*Problem description*: Each line below that includes the word "LowStockNotifier" adds one to the count; give that count and nothing else.

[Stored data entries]
▼

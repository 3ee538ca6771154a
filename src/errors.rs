use axum::{
    http::StatusCode,
    response::{IntoResponse, Response},
    Json,
};
use serde::{Deserialize, Serialize};
use utoipa::ToSchema;

/// Error body returned by every failing endpoint.
#[derive(Debug, Serialize, Deserialize, ToSchema)]
pub struct ErrorResponse {
    /// HTTP status category (e.g. "Not Found", "Bad Request")
    pub error: String,
    /// Human-readable error description
    pub message: String,
    /// ISO 8601 timestamp when the error occurred
    pub timestamp: String,
}

#[derive(Debug, thiserror::Error, Serialize)]
pub enum ServiceError {
    #[error("Database error: {0}")]
    DatabaseError(
        #[from]
        #[serde(skip)]
        sea_orm::error::DbErr,
    ),

    #[error("Not found: {0}")]
    NotFound(String),

    #[error("Validation error: {0}")]
    ValidationError(String),

    #[error("Invalid input: {0}")]
    InvalidInput(String),

    #[error("Conflict: {0}")]
    Conflict(String),

    #[error("Event error: {0}")]
    EventError(String),

    #[error("Internal error: {0}")]
    InternalError(String),

    #[error("Other error: {0}")]
    Other(
        #[from]
        #[serde(skip)]
        anyhow::Error,
    ),
}

impl From<validator::ValidationErrors> for ServiceError {
    fn from(err: validator::ValidationErrors) -> Self {
        ServiceError::ValidationError(err.to_string())
    }
}

impl ServiceError {
    /// Single source of truth for error-to-status mapping.
    pub fn status_code(&self) -> StatusCode {
        match self {
            Self::DatabaseError(_)
            | Self::EventError(_)
            | Self::InternalError(_)
            | Self::Other(_) => StatusCode::INTERNAL_SERVER_ERROR,
            Self::NotFound(_) => StatusCode::NOT_FOUND,
            Self::ValidationError(_) | Self::InvalidInput(_) => StatusCode::BAD_REQUEST,
            Self::Conflict(_) => StatusCode::CONFLICT,
        }
    }

    /// Message suitable for HTTP responses. Internal errors collapse to a
    /// generic message so storage details never leak to clients.
    pub fn response_message(&self) -> String {
        match self {
            Self::DatabaseError(_) => "Database error".to_string(),
            Self::EventError(_) | Self::InternalError(_) | Self::Other(_) => {
                "Internal server error".to_string()
            }
            _ => self.to_string(),
        }
    }
}

impl IntoResponse for ServiceError {
    fn into_response(self) -> Response {
        let status = self.status_code();
        let err = ErrorResponse {
            error: status.canonical_reason().unwrap_or("Error").to_string(),
            message: self.response_message(),
            timestamp: chrono::Utc::now().to_rfc3339(),
        };
        (status, Json(err)).into_response()
    }
}
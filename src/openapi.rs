use axum::{response::IntoResponse, Json};
use utoipa::OpenApi;

#[derive(OpenApi)]
#[openapi(
    info(
        title = "Atelier API",
        description = "Inventory control, usage tracking, and replenishment forecasting for a furniture workshop"
    ),
    paths(
        crate::handlers::health::health_check,
        crate::handlers::inventory::list_inventory,
        crate::handlers::inventory::create_inventory,
        crate::handlers::inventory::get_inventory,
        crate::handlers::inventory::update_inventory,
        crate::handlers::inventory::delete_inventory,
        crate::handlers::inventory::restock_inventory,
        crate::handlers::inventory::get_reorder_items,
        crate::handlers::inventory::get_dashboard,
        crate::handlers::usage::list_usage,
        crate::handlers::usage::record_usage,
        crate::handlers::usage::get_daily_usage,
        crate::handlers::usage::get_consumption_trends,
        crate::handlers::forecast::get_forecast,
        crate::handlers::reports::get_replenishment,
        crate::handlers::reports::get_replenishment_csv,
        crate::handlers::reports::get_stock_csv,
        crate::handlers::reports::get_usage_csv,
    ),
    components(schemas(
        crate::errors::ErrorResponse,
        crate::entities::inventory_item::Category,
        crate::handlers::health::HealthInfo,
        crate::handlers::health::HealthStatus,
        crate::handlers::inventory::CreateInventoryItemRequest,
        crate::handlers::inventory::UpdateInventoryItemRequest,
        crate::handlers::inventory::RestockRequest,
        crate::handlers::usage::RecordUsageRequest,
        crate::services::forecasting::ItemForecast,
        crate::services::forecasting::ConsumptionTrend,
        crate::services::forecasting::TrendReport,
        crate::services::forecasting::UsagePointDto,
        crate::services::forecasting::DailyUsageEntry,
        crate::services::forecasting::DailyUsageReport,
        crate::services::inventory::CriticalItem,
        crate::services::inventory::DashboardSummary,
    )),
    tags(
        (name = "inventory", description = "Inventory item management"),
        (name = "usage", description = "Usage ledger ingestion and reporting"),
        (name = "forecast", description = "Replenishment forecasting"),
        (name = "reports", description = "JSON and CSV exports"),
        (name = "health", description = "Service health")
    )
)]
pub struct ApiDoc;

/// Serves the aggregated OpenAPI document.
pub async fn serve_openapi() -> impl IntoResponse {
    Json(ApiDoc::openapi())
}
//! Replenishment forecasting primitives.
//!
//! Everything in this module is a pure function over already-fetched data:
//! the reference date is a parameter, there is no I/O, and identical inputs
//! always produce identical outputs. Callers (see `services::forecasting`)
//! are responsible for loading usage history through a repository and for
//! deciding the window size.

use chrono::{Duration, NaiveDate};
use serde::{Deserialize, Serialize};

/// Default trailing window for usage averaging, in days.
pub const DEFAULT_WINDOW_DAYS: u32 = 30;

/// The subset of an inventory item the forecasting math needs.
#[derive(Debug, Clone, Copy, PartialEq, Eq)]
pub struct ItemProfile {
    pub on_hand: i32,
    pub safety_stock: i32,
    /// Explicit reorder point. When set it always wins over the computed one.
    pub reorder_point: Option<i32>,
    pub max_level: Option<i32>,
    pub lead_time_days: i32,
}

/// One day's consumption for a single item.
#[derive(Debug, Clone, Copy, PartialEq, Eq, Serialize, Deserialize)]
pub struct UsagePoint {
    pub date: NaiveDate,
    pub qty: i64,
}

/// Computed forecast for a single item. Derived on demand, never persisted.
#[derive(Debug, Clone, PartialEq, Serialize, Deserialize)]
pub struct ForecastFigures {
    pub avg_daily_usage: f64,
    /// `None` means no depletion expected (zero usage rate).
    pub days_to_depletion: Option<i64>,
    pub reorder_point: i32,
    pub suggested_order: i32,
}

/// Mean daily consumption over the trailing `window_days` ending at `today`.
///
/// The denominator is the number of calendar days in the window, so days with
/// no recorded usage pull the average down. Returns 0.0 for an empty window
/// or a zero-length one.
pub fn average_daily_usage(points: &[UsagePoint], today: NaiveDate, window_days: u32) -> f64 {
    if window_days == 0 {
        return 0.0;
    }
    let since = today - Duration::days(window_days as i64);
    let total: i64 = points
        .iter()
        .filter(|p| p.date >= since)
        .map(|p| p.qty.max(0))
        .sum();
    total as f64 / window_days as f64
}

/// Reorder point: the explicit override when present, otherwise
/// `ceil(avg_daily_usage * lead_time_days + safety_stock)`.
pub fn reorder_point(profile: &ItemProfile, avg_daily_usage: f64) -> i32 {
    if let Some(explicit) = profile.reorder_point {
        return explicit.max(0);
    }
    let lead = profile.lead_time_days.max(0) as f64;
    let safety = profile.safety_stock.max(0) as f64;
    (avg_daily_usage.max(0.0) * lead + safety).ceil() as i32
}

/// Days until the on-hand balance reaches zero at the current usage rate.
///
/// A non-positive rate yields `None`: the item is not being consumed and no
/// depletion is expected. The division is guarded, so this never produces
/// NaN or infinity.
pub fn days_to_depletion(on_hand: i32, avg_daily_usage: f64) -> Option<i64> {
    if avg_daily_usage <= 0.0 {
        return None;
    }
    Some((on_hand.max(0) as f64 / avg_daily_usage).ceil() as i64)
}

/// Suggested replenishment quantity.
///
/// Zero while on-hand stock sits above the reorder point. Below it, the
/// suggestion fills back up to the item's max level, or to
/// `reorder_point + safety_stock` when no max level is configured.
pub fn suggested_order(profile: &ItemProfile, reorder_point: i32) -> i32 {
    if profile.on_hand > reorder_point {
        return 0;
    }
    let target = profile
        .max_level
        .unwrap_or(reorder_point + profile.safety_stock.max(0));
    (target - profile.on_hand).max(0)
}

/// Full per-item forecast from a usage history snapshot.
pub fn forecast(
    profile: &ItemProfile,
    points: &[UsagePoint],
    today: NaiveDate,
    window_days: u32,
) -> ForecastFigures {
    let avg = average_daily_usage(points, today, window_days);
    let rop = reorder_point(profile, avg);
    ForecastFigures {
        avg_daily_usage: round2(avg),
        days_to_depletion: days_to_depletion(profile.on_hand, avg),
        reorder_point: rop,
        suggested_order: suggested_order(profile, rop),
    }
}

/// Ordinary least-squares slope of `values` against their index,
/// rounded to two decimals. Fewer than two points is a flat trend.
///
/// Positive means rising consumption, negative means decline.
pub fn trend_slope(values: &[f64]) -> f64 {
    let n = values.len();
    if n < 2 {
        return 0.0;
    }
    let n_f = n as f64;
    let mut sum_x = 0.0;
    let mut sum_y = 0.0;
    let mut sum_xy = 0.0;
    let mut sum_x2 = 0.0;
    for (i, y) in values.iter().enumerate() {
        let x = i as f64;
        sum_x += x;
        sum_y += y;
        sum_xy += x * y;
        sum_x2 += x * x;
    }
    // Indices are distinct, so the denominator is nonzero for n >= 2.
    let slope = (n_f * sum_xy - sum_x * sum_y) / (n_f * sum_x2 - sum_x * sum_x);
    round2(slope)
}

/// Low-stock check applied after every deduction: at or below the reorder
/// point, or projected to deplete within the replenishment lead time
/// (floored at one day). Fires per qualifying event, without deduplication.
pub fn breaches_low_stock(profile: &ItemProfile, figures: &ForecastFigures) -> bool {
    if profile.on_hand <= figures.reorder_point {
        return true;
    }
    match figures.days_to_depletion {
        Some(days) => days <= (profile.lead_time_days.max(1)) as i64,
        None => false,
    }
}

pub fn round2(value: f64) -> f64 {
    (value * 100.0).round() / 100.0
}
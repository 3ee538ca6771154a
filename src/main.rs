use std::{net::SocketAddr, sync::Arc};

use tracing::info;

use atelier_api as api;
use atelier_api::notifications::{LogNotifier, LowStockNotifier};

#[tokio::main]
async fn main() -> anyhow::Result<()> {
    let cfg = api::config::load_config()?;
    api::config::init_tracing(&cfg.log_level, cfg.log_json);

    let db = api::db::connect(&cfg).await?;
    if cfg.auto_migrate {
        api::db::run_migrations(&db).await?;
    }
    let db = Arc::new(db);

    let (event_sender, event_rx) = api::events::channel(1024);
    let notifier: Arc<dyn LowStockNotifier> = Arc::new(LogNotifier);
    tokio::spawn(api::events::process_events(event_rx, notifier));

    let services = api::AppServices::new(db.clone(), event_sender.clone(), &cfg);
    let state = api::AppState {
        db,
        config: cfg.clone(),
        event_sender,
        services,
    };

    let app = api::app_router(state);
    let addr: SocketAddr = cfg.bind_addr().parse()?;
    info!("Listening on {}", addr);
    let listener = tokio::net::TcpListener::bind(addr).await?;
    axum::serve(listener, app)
        .with_graceful_shutdown(shutdown_signal())
        .await?;
    Ok(())
}

async fn shutdown_signal() {
    let _ = tokio::signal::ctrl_c().await;
    info!("Shutdown signal received, stopping server");
}
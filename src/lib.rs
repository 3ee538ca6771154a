//! Atelier API Library
//!
//! Backend for a furniture workshop: inventory control, usage tracking, and
//! replenishment forecasting.
#![forbid(unsafe_code)]
#![deny(rust_2018_idioms)]
#![allow(elided_lifetimes_in_paths)]
#![warn(clippy::all, clippy::perf, clippy::dbg_macro)]

// Core modules
pub mod config;
pub mod db;
pub mod entities;
pub mod errors;
pub mod events;
pub mod forecast;
pub mod handlers;
pub mod migrator;
pub mod notifications;
pub mod openapi;
pub mod repositories;
pub mod services;

use axum::{routing::get, Router};
use sea_orm::DatabaseConnection;
use serde::{Deserialize, Serialize};
use std::sync::Arc;
use tower_http::{cors::CorsLayer, trace::TraceLayer};
use utoipa::{IntoParams, ToSchema};

pub use handlers::AppServices;

/// Shared application state handed to every handler.
#[derive(Clone)]
pub struct AppState {
    pub db: Arc<DatabaseConnection>,
    pub config: config::AppConfig,
    pub event_sender: events::EventSender,
    pub services: AppServices,
}

/// Common query parameters for list endpoints.
#[derive(Debug, Deserialize, IntoParams)]
pub struct ListQuery {
    #[serde(default = "default_page")]
    pub page: u64,
    #[serde(default = "default_limit")]
    pub limit: u64,
}

fn default_page() -> u64 {
    1
}
fn default_limit() -> u64 {
    20
}

/// Common response wrapper for JSON endpoints.
#[derive(Serialize, ToSchema)]
pub struct ApiResponse<T> {
    pub success: bool,
    pub data: Option<T>,
    pub message: Option<String>,
}

impl<T> ApiResponse<T> {
    pub fn success(data: T) -> Self {
        Self {
            success: true,
            data: Some(data),
            message: None,
        }
    }

    pub fn error(message: String) -> Self {
        Self {
            success: false,
            data: None,
            message: Some(message),
        }
    }
}

/// Standard API result type for JSON responses
pub type ApiResult<T> = Result<axum::Json<ApiResponse<T>>, errors::ServiceError>;

/// Assembles the full application router.
pub fn app_router(state: AppState) -> Router {
    Router::new()
        .nest("/api/v1/inventory", handlers::inventory::router())
        .nest("/api/v1/usage", handlers::usage::router())
        .nest("/api/v1/forecast", handlers::forecast::router())
        .nest("/api/v1/reports", handlers::reports::router())
        .nest("/health", handlers::health::router())
        .route("/api-docs/openapi.json", get(openapi::serve_openapi))
        .layer(TraceLayer::new_for_http())
        .layer(CorsLayer::permissive())
        .with_state(state)
}
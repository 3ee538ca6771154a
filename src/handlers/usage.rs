use axum::{
    extract::{Json, Query, State},
    http::StatusCode,
    response::IntoResponse,
    routing::get,
    Router,
};
use chrono::{NaiveDate, Utc};
use serde::Deserialize;
use serde_json::json;
use utoipa::{IntoParams, ToSchema};
use validator::Validate;

use crate::errors::ServiceError;
use crate::{ApiResponse, AppState};

#[derive(Debug, Deserialize, Validate, ToSchema)]
pub struct RecordUsageRequest {
    pub inventory_item_id: i64,
    /// Consumption date, day granularity
    pub date: NaiveDate,
    #[validate(range(min = 1))]
    pub qty_used: i32,
    pub notes: Option<String>,
}

#[derive(Debug, Deserialize, IntoParams)]
pub struct UsageWindowQuery {
    /// Trailing window in days (default 90)
    pub days: Option<u32>,
}

#[derive(Debug, Deserialize, IntoParams)]
pub struct DailyUsageQuery {
    /// Report date (default today)
    pub date: Option<NaiveDate>,
}

/// Create the usage router
pub fn router() -> Router<AppState> {
    Router::new()
        .route("/", get(list_usage).post(record_usage))
        .route("/daily", get(get_daily_usage))
        .route("/trends", get(get_consumption_trends))
}

/// List usage records in a trailing window
#[utoipa::path(
    get,
    path = "/api/v1/usage",
    params(UsageWindowQuery),
    responses(
        (status = 200, description = "Usage records returned"),
        (status = 500, description = "Internal server error", body = crate::errors::ErrorResponse)
    ),
    tag = "usage"
)]
pub async fn list_usage(
    State(state): State<AppState>,
    Query(query): Query<UsageWindowQuery>,
) -> Result<impl IntoResponse, ServiceError> {
    let records = state
        .services
        .inventory
        .list_usage(query.days.unwrap_or(90))
        .await?;
    Ok((StatusCode::OK, Json(ApiResponse::success(records))))
}

/// Ingest a usage event
///
/// Appends to the ledger and deducts stock as one transaction, then runs the
/// low-stock check.
#[utoipa::path(
    post,
    path = "/api/v1/usage",
    request_body = RecordUsageRequest,
    responses(
        (status = 201, description = "Usage recorded"),
        (status = 400, description = "Invalid request", body = crate::errors::ErrorResponse),
        (status = 404, description = "Unknown inventory item", body = crate::errors::ErrorResponse)
    ),
    tag = "usage"
)]
pub async fn record_usage(
    State(state): State<AppState>,
    Json(payload): Json<RecordUsageRequest>,
) -> Result<impl IntoResponse, ServiceError> {
    payload.validate()?;
    let outcome = state
        .services
        .inventory
        .record_usage(
            payload.inventory_item_id,
            payload.date,
            payload.qty_used,
            payload.notes,
        )
        .await?;

    let response = json!({
        "success": true,
        "data": {
            "record": outcome.record,
            "remaining_stock": outcome.item.quantity_on_hand,
            "low_stock": outcome.low_stock,
        }
    });
    Ok((StatusCode::CREATED, Json(response)))
}

/// Per-item usage totals for one day
#[utoipa::path(
    get,
    path = "/api/v1/usage/daily",
    params(DailyUsageQuery),
    responses(
        (status = 200, description = "Daily usage report returned"),
        (status = 500, description = "Internal server error", body = crate::errors::ErrorResponse)
    ),
    tag = "usage"
)]
pub async fn get_daily_usage(
    State(state): State<AppState>,
    Query(query): Query<DailyUsageQuery>,
) -> Result<impl IntoResponse, ServiceError> {
    let date = query.date.unwrap_or_else(|| Utc::now().date_naive());
    let report = state.services.forecasting.daily_usage(date).await?;
    Ok((StatusCode::OK, Json(ApiResponse::success(report))))
}

/// Consumption trends over a trailing window
#[utoipa::path(
    get,
    path = "/api/v1/usage/trends",
    params(UsageWindowQuery),
    responses(
        (status = 200, description = "Consumption trends returned"),
        (status = 500, description = "Internal server error", body = crate::errors::ErrorResponse)
    ),
    tag = "usage"
)]
pub async fn get_consumption_trends(
    State(state): State<AppState>,
    Query(query): Query<UsageWindowQuery>,
) -> Result<impl IntoResponse, ServiceError> {
    let report = state
        .services
        .forecasting
        .consumption_trends(query.days)
        .await?;
    Ok((StatusCode::OK, Json(ApiResponse::success(report))))
}
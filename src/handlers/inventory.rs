use axum::{
    extract::{Json, Path, Query, State},
    http::StatusCode,
    response::IntoResponse,
    routing::{get, post},
    Router,
};
use serde::Deserialize;
use serde_json::json;
use utoipa::ToSchema;
use validator::Validate;

use crate::entities::inventory_item::Category;
use crate::errors::ServiceError;
use crate::services::inventory::{ItemPatch, NewItem};
use crate::{ApiResponse, AppState, ListQuery};

#[derive(Debug, Deserialize, Validate, ToSchema)]
pub struct CreateInventoryItemRequest {
    #[validate(length(min = 1, max = 64))]
    pub sku: String,
    #[validate(length(min = 1, max = 255))]
    pub name: String,
    pub category: Category,
    pub location: Option<String>,
    #[serde(default)]
    #[validate(range(min = 0))]
    pub quantity_on_hand: i32,
    #[serde(default)]
    #[validate(range(min = 0))]
    pub safety_stock: i32,
    #[validate(range(min = 0))]
    pub reorder_point: Option<i32>,
    #[validate(range(min = 0))]
    pub max_level: Option<i32>,
    #[serde(default)]
    #[validate(range(min = 0))]
    pub lead_time_days: i32,
}

#[derive(Debug, Deserialize, Validate, ToSchema)]
pub struct UpdateInventoryItemRequest {
    #[validate(length(min = 1, max = 255))]
    pub name: Option<String>,
    pub category: Option<Category>,
    pub location: Option<String>,
    #[validate(range(min = 0))]
    pub safety_stock: Option<i32>,
    #[validate(range(min = 0))]
    pub reorder_point: Option<i32>,
    #[validate(range(min = 0))]
    pub max_level: Option<i32>,
    #[validate(range(min = 0))]
    pub lead_time_days: Option<i32>,
}

#[derive(Debug, Deserialize, Validate, ToSchema)]
pub struct RestockRequest {
    #[validate(range(min = 1))]
    pub quantity: i32,
    pub reason: Option<String>,
}

/// Create the inventory router
pub fn router() -> Router<AppState> {
    Router::new()
        .route("/", get(list_inventory).post(create_inventory))
        .route("/dashboard", get(get_dashboard))
        .route("/reorder", get(get_reorder_items))
        .route(
            "/{id}",
            get(get_inventory)
                .put(update_inventory)
                .delete(delete_inventory),
        )
        .route("/{id}/restock", post(restock_inventory))
}

/// List inventory items with pagination
#[utoipa::path(
    get,
    path = "/api/v1/inventory",
    params(ListQuery),
    responses(
        (status = 200, description = "Inventory list returned"),
        (status = 500, description = "Internal server error", body = crate::errors::ErrorResponse)
    ),
    tag = "inventory"
)]
pub async fn list_inventory(
    State(state): State<AppState>,
    Query(query): Query<ListQuery>,
) -> Result<impl IntoResponse, ServiceError> {
    let (items, total) = state
        .services
        .inventory
        .list_items(query.page, query.limit)
        .await?;

    let response = json!({
        "success": true,
        "data": {
            "items": items,
            "total": total,
            "page": query.page,
            "limit": query.limit,
        }
    });
    Ok((StatusCode::OK, Json(response)))
}

/// Create a new inventory item
#[utoipa::path(
    post,
    path = "/api/v1/inventory",
    request_body = CreateInventoryItemRequest,
    responses(
        (status = 201, description = "Inventory item created"),
        (status = 400, description = "Invalid request", body = crate::errors::ErrorResponse),
        (status = 409, description = "Duplicate SKU", body = crate::errors::ErrorResponse)
    ),
    tag = "inventory"
)]
pub async fn create_inventory(
    State(state): State<AppState>,
    Json(payload): Json<CreateInventoryItemRequest>,
) -> Result<impl IntoResponse, ServiceError> {
    payload.validate()?;
    let item = state
        .services
        .inventory
        .create_item(NewItem {
            sku: payload.sku,
            name: payload.name,
            category: payload.category,
            location: payload.location,
            quantity_on_hand: payload.quantity_on_hand,
            safety_stock: payload.safety_stock,
            reorder_point: payload.reorder_point,
            max_level: payload.max_level,
            lead_time_days: payload.lead_time_days,
        })
        .await?;
    Ok((StatusCode::CREATED, Json(ApiResponse::success(item))))
}

/// Get one inventory item
#[utoipa::path(
    get,
    path = "/api/v1/inventory/{id}",
    params(("id" = i64, Path, description = "Inventory item ID")),
    responses(
        (status = 200, description = "Inventory item returned"),
        (status = 404, description = "Not found", body = crate::errors::ErrorResponse)
    ),
    tag = "inventory"
)]
pub async fn get_inventory(
    State(state): State<AppState>,
    Path(id): Path<i64>,
) -> Result<impl IntoResponse, ServiceError> {
    let item = state.services.inventory.get_item(id).await?;
    Ok((StatusCode::OK, Json(ApiResponse::success(item))))
}

/// Update an inventory item
#[utoipa::path(
    put,
    path = "/api/v1/inventory/{id}",
    params(("id" = i64, Path, description = "Inventory item ID")),
    request_body = UpdateInventoryItemRequest,
    responses(
        (status = 200, description = "Inventory item updated"),
        (status = 400, description = "Invalid request", body = crate::errors::ErrorResponse),
        (status = 404, description = "Not found", body = crate::errors::ErrorResponse)
    ),
    tag = "inventory"
)]
pub async fn update_inventory(
    State(state): State<AppState>,
    Path(id): Path<i64>,
    Json(payload): Json<UpdateInventoryItemRequest>,
) -> Result<impl IntoResponse, ServiceError> {
    payload.validate()?;
    let item = state
        .services
        .inventory
        .update_item(
            id,
            ItemPatch {
                name: payload.name,
                category: payload.category,
                location: payload.location,
                safety_stock: payload.safety_stock,
                reorder_point: payload.reorder_point,
                max_level: payload.max_level,
                lead_time_days: payload.lead_time_days,
            },
        )
        .await?;
    Ok((StatusCode::OK, Json(ApiResponse::success(item))))
}

/// Delete an inventory item (administrative; cascades its usage history)
#[utoipa::path(
    delete,
    path = "/api/v1/inventory/{id}",
    params(("id" = i64, Path, description = "Inventory item ID")),
    responses(
        (status = 200, description = "Inventory item deleted"),
        (status = 404, description = "Not found", body = crate::errors::ErrorResponse)
    ),
    tag = "inventory"
)]
pub async fn delete_inventory(
    State(state): State<AppState>,
    Path(id): Path<i64>,
) -> Result<impl IntoResponse, ServiceError> {
    state.services.inventory.delete_item(id).await?;
    let response = json!({
        "message": format!("Inventory item {} has been deleted", id),
        "deleted_id": id
    });
    Ok((StatusCode::OK, Json(response)))
}

/// Manual restock
#[utoipa::path(
    post,
    path = "/api/v1/inventory/{id}/restock",
    params(("id" = i64, Path, description = "Inventory item ID")),
    request_body = RestockRequest,
    responses(
        (status = 200, description = "Stock incremented"),
        (status = 400, description = "Invalid request", body = crate::errors::ErrorResponse),
        (status = 404, description = "Not found", body = crate::errors::ErrorResponse)
    ),
    tag = "inventory"
)]
pub async fn restock_inventory(
    State(state): State<AppState>,
    Path(id): Path<i64>,
    Json(payload): Json<RestockRequest>,
) -> Result<impl IntoResponse, ServiceError> {
    payload.validate()?;
    let item = state
        .services
        .inventory
        .restock(id, payload.quantity, payload.reason)
        .await?;
    Ok((StatusCode::OK, Json(ApiResponse::success(item))))
}

/// Items at or below their reorder point
#[utoipa::path(
    get,
    path = "/api/v1/inventory/reorder",
    responses(
        (status = 200, description = "Reorder candidates returned"),
        (status = 500, description = "Internal server error", body = crate::errors::ErrorResponse)
    ),
    tag = "inventory"
)]
pub async fn get_reorder_items(
    State(state): State<AppState>,
) -> Result<impl IntoResponse, ServiceError> {
    let items = state.services.inventory.reorder_items().await?;
    Ok((StatusCode::OK, Json(ApiResponse::success(items))))
}

/// Inventory dashboard summary
#[utoipa::path(
    get,
    path = "/api/v1/inventory/dashboard",
    responses(
        (status = 200, description = "Dashboard summary returned"),
        (status = 500, description = "Internal server error", body = crate::errors::ErrorResponse)
    ),
    tag = "inventory"
)]
pub async fn get_dashboard(
    State(state): State<AppState>,
) -> Result<impl IntoResponse, ServiceError> {
    let summary = state.services.inventory.dashboard().await?;
    Ok((StatusCode::OK, Json(ApiResponse::success(summary))))
}
#![allow(dead_code)]

use std::sync::Arc;

use axum::Router;
use chrono::{Duration, NaiveDate, Utc};
use sea_orm::{ActiveModelTrait, Set};
use tokio::sync::mpsc;

use atelier_api::{
    config::AppConfig,
    db,
    entities::{inventory_item, usage_record},
    events::{self, Event},
    AppServices, AppState,
};

/// Test harness: application state over a fresh in-memory SQLite database.
///
/// The event receiver is kept here instead of being drained by the normal
/// processor task, so tests can assert on emitted events.
pub struct TestApp {
    pub router: Router,
    pub state: AppState,
    pub events: mpsc::Receiver<Event>,
}

impl TestApp {
    pub async fn new() -> Self {
        let mut cfg = AppConfig::new("sqlite::memory:", "127.0.0.1", 18080);
        cfg.db_max_connections = 1;
        cfg.db_min_connections = 1;

        let db = db::connect(&cfg).await.expect("failed to open database");
        db::run_migrations(&db).await.expect("failed to migrate");
        let db = Arc::new(db);

        let (event_sender, event_rx) = events::channel(64);
        let services = AppServices::new(db.clone(), event_sender.clone(), &cfg);
        let state = AppState {
            db,
            config: cfg,
            event_sender,
            services,
        };
        let router = atelier_api::app_router(state.clone());

        Self {
            router,
            state,
            events: event_rx,
        }
    }

    /// Inserts an inventory item directly, bypassing the HTTP surface.
    pub async fn seed_item(
        &self,
        sku: &str,
        on_hand: i32,
        safety_stock: i32,
        reorder_point: Option<i32>,
        max_level: Option<i32>,
        lead_time_days: i32,
    ) -> inventory_item::Model {
        inventory_item::ActiveModel {
            sku: Set(sku.to_string()),
            name: Set(format!("Test item {}", sku)),
            category: Set(inventory_item::Category::Raw),
            location: Set(None),
            quantity_on_hand: Set(on_hand),
            safety_stock: Set(safety_stock),
            reorder_point: Set(reorder_point),
            max_level: Set(max_level),
            lead_time_days: Set(lead_time_days),
            ..Default::default()
        }
        .insert(&*self.state.db)
        .await
        .expect("failed to seed item")
    }

    /// Appends a ledger row without touching the stock balance, for building
    /// usage history in forecasting tests.
    pub async fn seed_usage(&self, item_id: i64, date: NaiveDate, qty_used: i32) {
        usage_record::ActiveModel {
            inventory_item_id: Set(item_id),
            date: Set(date),
            qty_used: Set(qty_used),
            notes: Set(None),
            ..Default::default()
        }
        .insert(&*self.state.db)
        .await
        .expect("failed to seed usage");
    }

    /// Seeds `qty` units of usage per day for each of the trailing `days`.
    pub async fn seed_steady_usage(&self, item_id: i64, qty: i32, days: u32) {
        let today = Utc::now().date_naive();
        for i in 0..days {
            self.seed_usage(item_id, today - Duration::days(i as i64), qty)
                .await;
        }
    }

    /// Drains every event emitted so far.
    pub fn drain_events(&mut self) -> Vec<Event> {
        let mut out = Vec::new();
        while let Ok(event) = self.events.try_recv() {
            out.push(event);
        }
        out
    }
}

▲

*Output below*: 2